三島由紀夫『告白』を読む

 三島由紀夫『告白』(講談社文庫)を読む。副題が「三島由紀夫未公開インタビュー」、TBSの社内倉庫から平成25年に発見された録音テープを起こしたもの。三島の『太陽と鉄』などの翻訳者であるジョン・べスターが三島にインタビューしたテープだった。録音日時は1970年2月19日、三島はその9か月後に市ヶ谷の防衛庁で割腹自殺している。最後のインタビューだという。
 テープを「発見した」小島英人が「あとがき 発見のこと」という30ページにわたる発見の経緯を書いている。なんだか大スクープのような書き方だ。
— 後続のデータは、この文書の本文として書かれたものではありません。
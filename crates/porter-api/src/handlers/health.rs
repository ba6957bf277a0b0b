//! Health check endpoint.

use axum::Json;
use axum::extract::State;
use serde_json::json;

use crate::state::AppState;

/// `GET /api/health`
pub async fn health_check(State(state): State<AppState>) -> Json<serde_json::Value> {
    Json(json!({
        "status": "ok",
        "targets": state.registry.names(),
    }))
}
 三島の遺族に手紙を書いて公表の許可を求めた。遺族の返事は「今更公表せねばならないほどの内容なのかどうか」というものだった。小島は重ねて公表すべきだという手紙を書き、遺族が了承した。
 三島のインタビュー記録として無価値だとは思わない。だが発見者の小島が高揚して言い募るほどの内容ではなかった。ゆったり組んでやっと90ページ未満、文庫にしても少なすぎるので、「太陽と鉄」を併録した。
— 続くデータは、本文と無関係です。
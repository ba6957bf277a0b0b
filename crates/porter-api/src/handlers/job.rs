//! Job status, artifact retrieval, and cancellation.

use std::time::Duration;

use axum::Json;
use axum::body::Body;
use axum::extract::{Path, State};
use axum::http::{HeaderMap, StatusCode, header};
use axum::response::{IntoResponse, Response};
use serde_json::json;
use tokio_util::io::ReaderStream;

use porter_core::error::AppError;
use porter_core::types::{JobKind, JobRecord, JobStatus, Ticket, token_digest};

use crate::dto::status_body;
use crate::error::ApiError;
use crate::extract::{
    DESTINATION_TOKEN_HEADER, SOURCE_TOKEN_HEADER, TOKEN_HEADER, require_token, transfer_digest,
};
use crate::state::AppState;

/// Compare the caller's tokens against the digest persisted at creation.
/// The persisted value is authoritative; the ticket in the URL is never
/// re-derived from the tokens.
fn authorize(record: &JobRecord, headers: &HeaderMap) -> Result<(), ApiError> {
    let digest = match record.kind {
        JobKind::Download | JobKind::Upload => token_digest(&require_token(headers, TOKEN_HEADER)?),
        JobKind::Transfer => transfer_digest(
            &require_token(headers, SOURCE_TOKEN_HEADER)?,
            &require_token(headers, DESTINATION_TOKEN_HEADER)?,
        ),
    };
    if digest != record.token_digest {
        return Err(AppError::unauthorized("The provided token does not match this job").into());
    }
    Ok(())
}

/// `GET /api/jobs/{ticket}`
///
/// 202 while in progress, 200 once finished, 500 once failed; the body
/// always carries the full record including the terminal outcome code.
pub async fn get_status(
    State(state): State<AppState>,
    Path(ticket): Path<String>,
    headers: HeaderMap,
) -> Result<Response, ApiError> {
    let ticket = Ticket::from_string(ticket);
    let record = state.store.read(&ticket)?;
    authorize(&record, &headers)?;

    let http_status = match record.status {
        JobStatus::InProgress => StatusCode::ACCEPTED,
        JobStatus::Finished => StatusCode::OK,
        JobStatus::Failed => StatusCode::INTERNAL_SERVER_ERROR,
    };
    Ok((http_status, Json(status_body(&record))).into_response())
}

/// `GET /api/jobs/{ticket}/download`
///
/// Streams the finished job's zipped bag. Download jobs always have one;
/// transfer jobs only when the destination is flat and the pipeline
/// produced an archive.
pub async fn get_artifact(
    State(state): State<AppState>,
    Path(ticket): Path<String>,
    headers: HeaderMap,
) -> Result<Response, ApiError> {
    let ticket = Ticket::from_string(ticket);
    let record = state.store.read(&ticket)?;
    authorize(&record, &headers)?;

    if record.kind == JobKind::Upload {
        return Err(AppError::not_acceptable("This job has no downloadable artifact").into());
    }
    match record.status {
        JobStatus::Finished => {}
        JobStatus::InProgress => {
            return Err(AppError::not_acceptable("The job has not finished yet").into());
        }
        JobStatus::Failed => {
            return Err(AppError::not_acceptable("The job failed and has no artifact").into());
        }
    }

    let recorded_zip_name = record
        .result
        .as_ref()
        .and_then(|r| r.get("zip_name"))
        .and_then(|v| v.as_str())
        .map(str::to_string);

    let workdir = state.workdirs.existing(&ticket);
    let (zip_path, zip_name) = match record.kind {
        JobKind::Download => (
            workdir.zip_path(),
            recorded_zip_name.unwrap_or_else(|| "bag.zip".to_string()),
        ),
        JobKind::Transfer => {
            let Some(name) = recorded_zip_name else {
                return Err(AppError::not_acceptable(
                    "This transfer delivered a directory tree and has no downloadable artifact",
                )
                .into());
            };
            (workdir.outgoing_dir().join(&name), name)
        }
        // Rejected above; repeated here so the match stays total.
        JobKind::Upload => {
            return Err(AppError::not_acceptable("This job has no downloadable artifact").into());
        }
    };

    let file = tokio::fs::File::open(&zip_path).await.map_err(|_| {
        AppError::gone("The job's artifact has expired and is no longer available")
    })?;

    let body = Body::from_stream(ReaderStream::new(file));
    let response = Response::builder()
        .status(StatusCode::OK)
        .header(header::CONTENT_TYPE, "application/zip")
        .header(
            header::CONTENT_DISPOSITION,
            format!("attachment; filename=\"{zip_name}\""),
        )
        .body(body)
        .map_err(|e| AppError::internal(format!("Failed to build artifact response: {e}")))?;
    Ok(response)
}

/// `PATCH /api/jobs/{ticket}`
///
/// Cancel a running job. The worker handle is written into the record
/// before the worker starts, but the write and this request race, so the
/// handle is polled for a bounded window before giving up.
pub async fn cancel(
    State(state): State<AppState>,
    Path(ticket): Path<String>,
    headers: HeaderMap,
) -> Result<Response, ApiError> {
    let ticket = Ticket::from_string(ticket);
    let record = state.store.read(&ticket)?;
    authorize(&record, &headers)?;

    if record.is_terminal() {
        let body = json!({
            "message": "The job has already completed and cannot be cancelled",
            "job": status_body(&record),
        });
        return Ok((StatusCode::NOT_ACCEPTABLE, Json(body)).into_response());
    }

    let attempts = state.config.jobs.cancel_poll_attempts;
    let delay = Duration::from_millis(state.config.jobs.cancel_poll_millis);

    let mut signaled = false;
    for _ in 0..attempts {
        if state.supervisor.cancel(&ticket) {
            signaled = true;
            break;
        }
        tokio::time::sleep(delay).await;
    }
    if !signaled {
        return Err(AppError::internal(
            "The job's worker never became available for cancellation",
        )
        .into());
    }

    for _ in 0..attempts {
        let record = state.store.read(&ticket)?;
        if record.is_terminal() {
            tracing::info!(ticket = %ticket, "Cancellation completed");
            return Ok((StatusCode::OK, Json(status_body(&record))).into_response());
        }
        tokio::time::sleep(delay).await;
    }

    Err(AppError::timeout("The job did not stop within the cancellation window").into())
}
 「太陽と鉄」はあえて読みたいものではなかったので、今まで手を付けなかった。しかし『告白』を読了するためには読まなければならない。読み始めた本は中断することなくすべて読了するのが50年来の私のモットーなのだ。
 「太陽と鉄」は三島の肉体賛歌を主とする心情告白だ。三島は少年時より貧弱な脆弱な肉体を恥じていた三島はボディビルやボクシング、自衛隊への体験入隊などを通じてたくましい肉体を獲得していく。そのことの重要な意味を縷々述べている。

 力を内包した形態という観念ほど、かねて私が心に描いていた芸術作品の定義として、ふさわしいものはなかった。そしてそれが光り輝いた「有機的な」作品でなければならぬ、ということ。
 そうして作られた筋肉は、存在であることと作品であることを兼ね、逆説的にも、一種の抽象性をすら帯びていた。ただ一つの宿命的な欠陥は、それが生命に密着しすぎているために、やがて生命の衰退とともに衰え、滅びなければならぬということであった。

 三島由紀夫という優れた作家が、思想的にはさしたるものを持たなかったという不思議な矛盾が露呈している。